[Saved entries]
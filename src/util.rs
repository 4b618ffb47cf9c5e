use crate::{
    bindings::signal::{SI_KERNEL, TRAP_BRKPT},
    scoped_fd::ScopedFd,
};
use libc::{pid_t, pwrite64};
use nix::{
    errno::{errno, Errno},
    sched::{sched_setaffinity, CpuSet},
    unistd::{sysconf, Pid, SysconfVar},
};
use std::{
    convert::TryInto,
    ffi::{c_void, CStr, CString, OsString},
    fs::File,
    io::Read,
    mem::size_of,
    os::unix::ffi::OsStrExt,
};

lazy_static! {
    static ref SYSTEM_PAGE_SIZE: usize = page_size_init();
    static ref XSAVE_AREA_SIZE: usize = xsave_area_size_init();
}

fn page_size_init() -> usize {
    sysconf(SysconfVar::PAGE_SIZE)
        .unwrap()
        .unwrap()
        .try_into()
        .unwrap()
}

pub fn page_size() -> usize {
    *SYSTEM_PAGE_SIZE
}

pub fn ceil_page_size(size: usize) -> usize {
    (size + page_size() - 1) & !(page_size() - 1)
}

pub fn floor_page_size(size: usize) -> usize {
    size & !(page_size() - 1)
}

#[cfg(target_arch = "x86_64")]
use core::arch::x86_64::{__cpuid, __cpuid_count};
#[cfg(target_arch = "x86")]
use core::arch::x86::{__cpuid, __cpuid_count};

const CPUID_GETFEATURES: u32 = 0x1;
const CPUID_GETXSAVE: u32 = 0xd;
const OSXSAVE_FEATURE_FLAG: u32 = 1 << 26;

fn xsave_area_size_init() -> usize {
    let features = unsafe { __cpuid(CPUID_GETFEATURES) };
    if features.ecx & OSXSAVE_FEATURE_FLAG == 0 {
        return 0;
    }
    // Use the largest possible area all the time even when it might not be
    // needed. Simpler that way.
    let xsave = unsafe { __cpuid_count(CPUID_GETXSAVE, 0) };
    xsave.ecx as usize
}

/// The native XSAVE area size reported by CPUID, or 0 when the CPU has no
/// XSAVE. Probed once per process.
pub fn xsave_area_size() -> usize {
    *XSAVE_AREA_SIZE
}

/// A SIGTRAP si_code the kernel uses for breakpoint traps.
pub fn is_kernel_trap(si_code: i32) -> bool {
    // SI_KERNEL is reported on old kernels and hypervisors, TRAP_BRKPT
    // everywhere else.
    si_code == SI_KERNEL || si_code == TRAP_BRKPT
}

/// Is the thread group currently a zombie? Also true when the process is
/// gone entirely; the caller treats both as "dead".
pub fn is_zombie_process(tgid: pid_t) -> bool {
    let path = format!("/proc/{}/status", tgid);
    let mut buf = String::new();
    match File::open(&path).and_then(|mut f| f.read_to_string(&mut buf)) {
        Err(_) => true,
        Ok(_) => {
            for line in buf.lines() {
                if let Some(state) = line.strip_prefix("State:") {
                    return state.trim_start().starts_with('Z');
                }
            }
            // Unclear what the state is; don't keep waiting on it.
            true
        }
    }
}

/// Parse the kernel file offset of `fd` in task `tid` from
/// /proc/<tid>/fdinfo/<fd>, field `pos:`. Returns -1 when absent.
pub fn read_fd_offset(tid: pid_t, fd: i32) -> i64 {
    let path = format!("/proc/{}/fdinfo/{}", tid, fd);
    let mut buf = String::new();
    if File::open(&path)
        .and_then(|mut f| f.read_to_string(&mut buf))
        .is_err()
    {
        return -1;
    }
    for line in buf.lines() {
        if let Some(pos) = line.strip_prefix("pos:") {
            if let Ok(v) = pos.trim().parse::<i64>() {
                return v;
            }
        }
    }
    -1
}

pub fn to_timeval(t: f64) -> libc::timeval {
    debug_assert!(t >= 0.0);
    let tv_sec = t.floor() as libc::time_t;
    let tv_usec = ((t - tv_sec as f64) * 1_000_000.0) as libc::suseconds_t;
    libc::timeval { tv_sec, tv_usec }
}

/// Pin the calling process to one CPU. Returns false if the CPU isn't
/// available.
pub fn set_cpu_affinity(cpu: u32) -> bool {
    let mut mask = CpuSet::new();
    mask.set(cpu as usize).unwrap();
    sched_setaffinity(Pid::from_raw(0), &mask).is_ok()
}

/// View any plain-old-data value as raw bytes.
pub fn u8_slice<T>(v: &T) -> &[u8] {
    unsafe { std::slice::from_raw_parts(v as *const T as *const u8, size_of::<T>()) }
}

pub fn u8_slice_mut<T>(v: &mut T) -> &mut [u8] {
    unsafe { std::slice::from_raw_parts_mut(v as *mut T as *mut u8, size_of::<T>()) }
}

/// Async-signal-safe full write, for use between fork and exec.
pub fn write_all(fd: i32, mut buf: &[u8]) {
    while !buf.is_empty() {
        let ret = unsafe { libc::write(fd, buf.as_ptr() as *const c_void, buf.len()) };
        if ret <= 0 {
            return;
        }
        buf = &buf[ret as usize..];
    }
}

/// Positional write that reports partial progress instead of asserting.
/// Err(()) only when nothing could be written and an error occurred.
pub fn pwrite_all_fallible(fd: i32, buf_initial: &[u8], offset: isize) -> Result<usize, ()> {
    let mut written: usize = 0;
    let mut buf = buf_initial;
    while !buf.is_empty() {
        Errno::clear();
        let ret = unsafe {
            pwrite64(
                fd,
                buf.as_ptr() as *const c_void,
                buf.len(),
                (offset + written as isize) as libc::off64_t,
            )
        };
        if ret <= 0 {
            if written > 0 {
                Errno::clear();
                return Ok(written);
            }
            if ret == 0 && errno() == 0 {
                return Ok(0);
            }
            return Err(());
        }
        written += ret as usize;
        buf = &buf_initial[written..];
    }
    Ok(written)
}

/// The argv/envp dance: allocate before fork, borrow after.
pub fn to_cstring_array(args: &[OsString]) -> Vec<CString> {
    args.iter()
        .map(|a| CString::new(a.as_bytes()).unwrap())
        .collect()
}

pub fn to_cstr_array(args: &[CString]) -> Vec<&CStr> {
    args.iter().map(|a| a.as_c_str()).collect()
}

#[cfg(test)]
mod tests {
    use super::*;

    #[test]
    fn page_arithmetic() {
        let p = page_size();
        assert_eq!(0, ceil_page_size(0));
        assert_eq!(p, ceil_page_size(1));
        assert_eq!(p, ceil_page_size(p));
        assert_eq!(2 * p, ceil_page_size(p + 1));
        assert_eq!(0, floor_page_size(p - 1));
        assert_eq!(p, floor_page_size(p));
    }

    #[test]
    fn timeval_conversion() {
        let tv = to_timeval(1.5);
        assert_eq!(1, tv.tv_sec);
        assert_eq!(500_000, tv.tv_usec);
        let tv = to_timeval(0.01);
        assert_eq!(0, tv.tv_sec);
        assert_eq!(10_000, tv.tv_usec);
    }

    #[test]
    fn fd_offset_of_proc_self() {
        // stdin may be anything, but fdinfo for an fd we just opened is
        // well defined.
        let f = std::fs::File::open("/proc/self/status").unwrap();
        use std::os::unix::io::AsRawFd;
        assert_eq!(0, read_fd_offset(nix::unistd::getpid().as_raw(), f.as_raw_fd()));
    }

    #[test]
    fn own_process_is_not_zombie() {
        assert!(!is_zombie_process(nix::unistd::getpid().as_raw()));
        // A tid that can't exist reads as dead.
        assert!(is_zombie_process(-1));
    }
}
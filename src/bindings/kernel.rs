//! Kernel structs libc doesn't (portably) export.

#![allow(non_camel_case_types)]

/// The GDT entry descriptor passed to set_thread_area / clone(CLONE_SETTLS).
/// Word-size independent, which capture/restore of thread areas relies on.
#[repr(C)]
#[derive(Copy, Clone, Debug, Default, Eq, PartialEq)]
pub struct user_desc {
    pub entry_number: u32,
    pub base_addr: u32,
    pub limit: u32,
    /// Bitfield: seg_32bit, contents:2, read_exec_only, limit_in_pages,
    /// seg_not_present, useable, (x86-64: lm).
    pub flags: u32,
}

/// The data a seccomp filter program inspects.
#[repr(C)]
#[derive(Copy, Clone)]
pub struct seccomp_data {
    pub nr: i32,
    pub arch: u32,
    pub instruction_pointer: u64,
    pub args: [u64; 6],
}
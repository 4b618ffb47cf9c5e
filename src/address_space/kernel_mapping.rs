use super::memory_range::MemoryRange;
use crate::remote_ptr::{RemotePtr, Void};
use nix::sys::mman::{MapFlags, ProtFlags};
use std::{
    ffi::{OsStr, OsString},
    fmt::{self, Display, Formatter},
    ops::Deref,
};

/// A mapping as the kernel would describe it in /proc/<pid>/maps: address
/// range, protection, flags and backing file identity.
#[derive(Clone, Debug)]
pub struct KernelMapping {
    range: MemoryRange,
    fsname: OsString,
    device: u64,
    inode: u64,
    prot: ProtFlags,
    flags: MapFlags,
    file_offset_bytes: u64,
}

pub const NO_DEVICE: u64 = 0;
pub const NO_INODE: u64 = 0;

impl KernelMapping {
    #[allow(clippy::too_many_arguments)]
    pub fn new(
        start: RemotePtr<Void>,
        end: RemotePtr<Void>,
        fsname: &OsStr,
        device: u64,
        inode: u64,
        prot: ProtFlags,
        flags: MapFlags,
        file_offset_bytes: u64,
    ) -> KernelMapping {
        KernelMapping {
            range: MemoryRange::from_range(start, end),
            fsname: fsname.to_os_string(),
            device,
            inode,
            prot,
            flags,
            file_offset_bytes,
        }
    }

    pub fn fsname(&self) -> &OsStr {
        &self.fsname
    }

    pub fn device(&self) -> u64 {
        self.device
    }

    pub fn inode(&self) -> u64 {
        self.inode
    }

    pub fn prot(&self) -> ProtFlags {
        self.prot
    }

    pub fn flags(&self) -> MapFlags {
        self.flags
    }

    pub fn file_offset_bytes(&self) -> u64 {
        self.file_offset_bytes
    }

    pub fn is_heap(&self) -> bool {
        self.fsname == *"[heap]"
    }

    pub fn is_stack(&self) -> bool {
        self.fsname.to_string_lossy().starts_with("[stack")
    }

    pub fn is_vdso(&self) -> bool {
        self.fsname == *"[vdso]"
    }

    pub fn is_real_device(&self) -> bool {
        self.device != NO_DEVICE
    }

    /// A copy of this mapping restricted to `range`, with the file offset
    /// advanced to match.
    pub fn subrange(&self, range: MemoryRange) -> KernelMapping {
        debug_assert!(self.range.contains_range(&range));
        let offset_delta = (range.start() - self.range.start()) as u64;
        KernelMapping {
            range,
            fsname: self.fsname.clone(),
            device: self.device,
            inode: self.inode,
            prot: self.prot,
            flags: self.flags,
            file_offset_bytes: self.file_offset_bytes + offset_delta,
        }
    }

    pub fn set_prot(&mut self, prot: ProtFlags) {
        self.prot = prot;
    }
}

impl Deref for KernelMapping {
    type Target = MemoryRange;

    fn deref(&self) -> &Self::Target {
        &self.range
    }
}

impl Display for KernelMapping {
    fn fmt(&self, f: &mut Formatter<'_>) -> fmt::Result {
        write!(
            f,
            "{} {:?} {:?} {:?} off:{:#x}",
            self.range, self.fsname, self.prot, self.flags, self.file_offset_bytes
        )
    }
}

#[cfg(test)]
mod tests {
    use super::*;

    #[test]
    fn subrange_advances_file_offset() {
        let km = KernelMapping::new(
            RemotePtr::new(0x1000),
            RemotePtr::new(0x3000),
            OsStr::new("/lib/libfoo.so"),
            8,
            42,
            ProtFlags::PROT_READ,
            MapFlags::MAP_PRIVATE,
            0x2000,
        );
        let sub = km.subrange(MemoryRange::new_range(RemotePtr::new(0x2000), 0x1000));
        assert_eq!(0x3000, sub.file_offset_bytes());
        assert_eq!(0x1000, sub.size());
        assert_eq!(km.fsname(), sub.fsname());
    }

    #[test]
    fn special_names() {
        let heap = KernelMapping::new(
            RemotePtr::new(0x1000),
            RemotePtr::new(0x2000),
            OsStr::new("[heap]"),
            NO_DEVICE,
            NO_INODE,
            ProtFlags::PROT_READ | ProtFlags::PROT_WRITE,
            MapFlags::MAP_PRIVATE | MapFlags::MAP_ANONYMOUS,
            0,
        );
        assert!(heap.is_heap());
        assert!(!heap.is_stack());
        assert!(!heap.is_real_device());
    }
}
//! A single tracee thread and every ptrace interaction with it.
//!
//! The submodules split the control plane along its seams: `wait` drives
//! resume/wait and the post-wait commit point, `events` interprets stops
//! and updates the shared tables, `memory` reads and writes tracee memory
//! through the tiered fallbacks, `lifecycle` spawns, clones, captures and
//! destroys tasks.

pub mod events;
pub mod lifecycle;
pub mod memory;
pub mod wait;

use crate::{
    address_space::{AddressSpaceSharedPtr, DebugRegs, WatchType},
    bindings::{
        kernel::user_desc,
        ptrace::*,
        signal::siginfo_t,
    },
    extra_registers::{ExtraRegisters, Format},
    fd_table::FdTableSharedPtr,
    kernel_abi::SupportedArch,
    kernel_metadata::{errno_name, ptrace_req_name, syscall_name},
    perf_counters::PerfCounters,
    preload_interface::{syscallbuf_hdr, SyscallbufLockedWhy, PRELOAD_THREAD_LOCALS_SIZE},
    registers::Registers,
    remote_code_ptr::RemoteCodePtr,
    remote_ptr::{RemotePtr, Void},
    scoped_fd::ScopedFd,
    session::{SessionSharedPtr, SessionSharedWeakPtr},
    taskish_uid::TaskUid,
    thread_group::ThreadGroupSharedPtr,
    ticks::Ticks,
    util::{u8_slice, u8_slice_mut, xsave_area_size},
    wait_status::WaitStatus,
};
use libc::{iovec, pid_t, EAGAIN, ENOMEM, ENOSYS};
use nix::{
    errno::{errno, Errno},
    fcntl::{readlink, OFlag},
    sys::stat::{lstat, stat, FileStat},
};
use std::{
    cell::{Cell, RefCell},
    ffi::{c_void, OsStr, OsString},
    mem::size_of,
    ptr,
    rc::{Rc, Weak},
};

pub type TaskSharedPtr = Rc<RefCell<Task>>;
pub type TaskSharedWeakPtr = Weak<RefCell<Task>>;

const NUM_X86_DEBUG_REGS: usize = 8;
const NUM_X86_WATCHPOINTS: usize = 4;

/// Ways to resume execution; the values are the matching ptrace requests.
/// The PTRACE_SYSEMU* requests aren't part of the portable ptrace API, so
/// a strong type keeps callers from confusing their arguments.
#[repr(u32)]
#[derive(Copy, Clone, Debug, Eq, PartialEq)]
pub enum ResumeRequest {
    ResumeCont = PTRACE_CONT,
    ResumeSinglestep = PTRACE_SINGLESTEP,
    ResumeSyscall = PTRACE_SYSCALL,
    ResumeSysemu = PTRACE_SYSEMU,
    ResumeSysemuSinglestep = PTRACE_SYSEMU_SINGLESTEP,
}

#[derive(Copy, Clone, Eq, PartialEq)]
pub enum WaitRequest {
    /// After resuming, blocking-wait until the tracee status changes.
    ResumeWait,
    /// Don't wait after resuming.
    ResumeNonblocking,
}

/// Don't request more than this many ticks.
pub const MAX_TICKS_REQUEST: u64 = 2_000_000_000;

#[derive(Copy, Clone, Debug, Eq, PartialEq)]
pub enum TicksRequest {
    /// No ticks are expected; the counters aren't touched. Cheaper, and
    /// avoids kernels that report counter advances made in kernel mode.
    ResumeNoTicks,
    ResumeUnlimitedTicks,
    /// Interrupt after this many ticks. Clamped to 1..=MAX_TICKS_REQUEST.
    ResumeWithTicksRequest(u64),
}

bitflags! {
    /// How a clone/fork shares resources between parent and child.
    pub struct CloneFlags: u32 {
        /// Child will share the table of signal dispositions.
        const CLONE_SHARE_SIGHANDLERS = 1 << 0;
        /// Child will join its parent's thread group.
        const CLONE_SHARE_THREAD_GROUP = 1 << 1;
        /// Child will share its parent's address space.
        const CLONE_SHARE_VM = 1 << 2;
        /// Child will share its parent's file descriptor table.
        const CLONE_SHARE_FILES = 1 << 3;
        /// Kernel will clear and notify the tid futex on task exit.
        const CLONE_CLEARTID = 1 << 4;
        /// Set the thread area from the tls clone argument.
        const CLONE_SET_TLS = 1 << 5;
    }
}

#[derive(Copy, Clone, Debug, Eq, PartialEq)]
pub enum CloneReason {
    /// Cloning a task in the same session due to tracee fork()/clone().
    TraceeClone,
    /// Cloning a task into a new session as a checkpoint leader.
    SessionCloneLeader,
    /// Cloning a task into the same session to recreate threads while
    /// restoring a checkpoint.
    SessionCloneNonleader,
}

bitflags! {
    pub struct WriteFlags: u32 {
        const IS_BREAKPOINT_RELATED = 0x1;
    }
}

/// Why a SIGTRAP stop happened. All three can be true at once.
#[derive(Copy, Clone, Debug, Default)]
pub struct TrapReasons {
    pub singlestep: bool,
    pub watchpoint: bool,
    pub breakpoint: bool,
}

/// Everything needed to reconstruct a task in a forked session:
/// registers, names, thread areas, buffer handles and the cloned-file-data
/// fd's kernel offset. Produced by capture_state, consumed by copy_state.
#[derive(Clone)]
pub struct CapturedState {
    pub ticks: Ticks,
    pub regs: Registers,
    pub extra_regs: ExtraRegisters,
    pub prname: OsString,
    pub thread_areas: Vec<user_desc>,
    pub syscallbuf_child: RemotePtr<syscallbuf_hdr>,
    pub syscallbuf_size: usize,
    pub preload_globals: Option<RemotePtr<Void>>,
    pub scratch_ptr: RemotePtr<Void>,
    pub scratch_size: usize,
    pub top_of_stack: RemotePtr<Void>,
    pub cloned_file_data_offset: i64,
    pub thread_locals: ThreadLocals,
    pub rec_tid: pid_t,
    pub serial: u32,
    pub desched_fd_child: i32,
    pub cloned_file_data_fd_child: i32,
    pub wait_status: WaitStatus,
}

/// The out-of-band data argument of a ptrace call.
pub enum PtraceData<'a> {
    WriteInto(&'a mut [u8]),
    ReadFrom(&'a [u8]),
    ReadWord(usize),
    None,
}

impl PtraceData<'_> {
    fn get_addr(&mut self) -> *mut u8 {
        match self {
            PtraceData::WriteInto(s) => s.as_mut_ptr(),
            PtraceData::ReadFrom(s) => s.as_ptr() as *mut u8,
            PtraceData::ReadWord(w) => *w as *mut u8,
            PtraceData::None => ptr::null_mut(),
        }
    }

    fn describe(&self) -> String {
        match self {
            PtraceData::WriteInto(s) => format!("<out {} bytes>", s.len()),
            PtraceData::ReadFrom(s) => format!("{:02x?}", &s[..std::cmp::min(s.len(), 16)]),
            PtraceData::ReadWord(w) => format!("{:#x}", w),
            PtraceData::None => "<none>".into(),
        }
    }
}

pub type ThreadLocals = [u8; PRELOAD_THREAD_LOCALS_SIZE];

__AIM OF THE TASK__
Although the records may continue, retype only the lines from the first one through the one containing "pub fn ceil_page_size(size: usize)", exactly as they appear.

__RESULT FOR THIS EXERCISE__
filename src/util.rs
repository 4b618ffb47cf9c5e
use crate::{
    bindings::signal::{SI_KERNEL, TRAP_BRKPT},
    scoped_fd::ScopedFd,
};
use libc::{pid_t, pwrite64};
use nix::{
    errno::{errno, Errno},
    sched::{sched_setaffinity, CpuSet},
    unistd::{sysconf, Pid, SysconfVar},
};
use std::{
    convert::TryInto,
    ffi::{c_void, CStr, CString, OsString},
    fs::File,
    io::Read,
    mem::size_of,
    os::unix::ffi::OsStrExt,
};

lazy_static! {
    static ref SYSTEM_PAGE_SIZE: usize = page_size_init();
    static ref XSAVE_AREA_SIZE: usize = xsave_area_size_init();
}

fn page_size_init() -> usize {
    sysconf(SysconfVar::PAGE_SIZE)
        .unwrap()
        .unwrap()
        .try_into()
        .unwrap()
}

pub fn page_size() -> usize {
    *SYSTEM_PAGE_SIZE
}

pub fn ceil_page_size(size: usize) -> usize {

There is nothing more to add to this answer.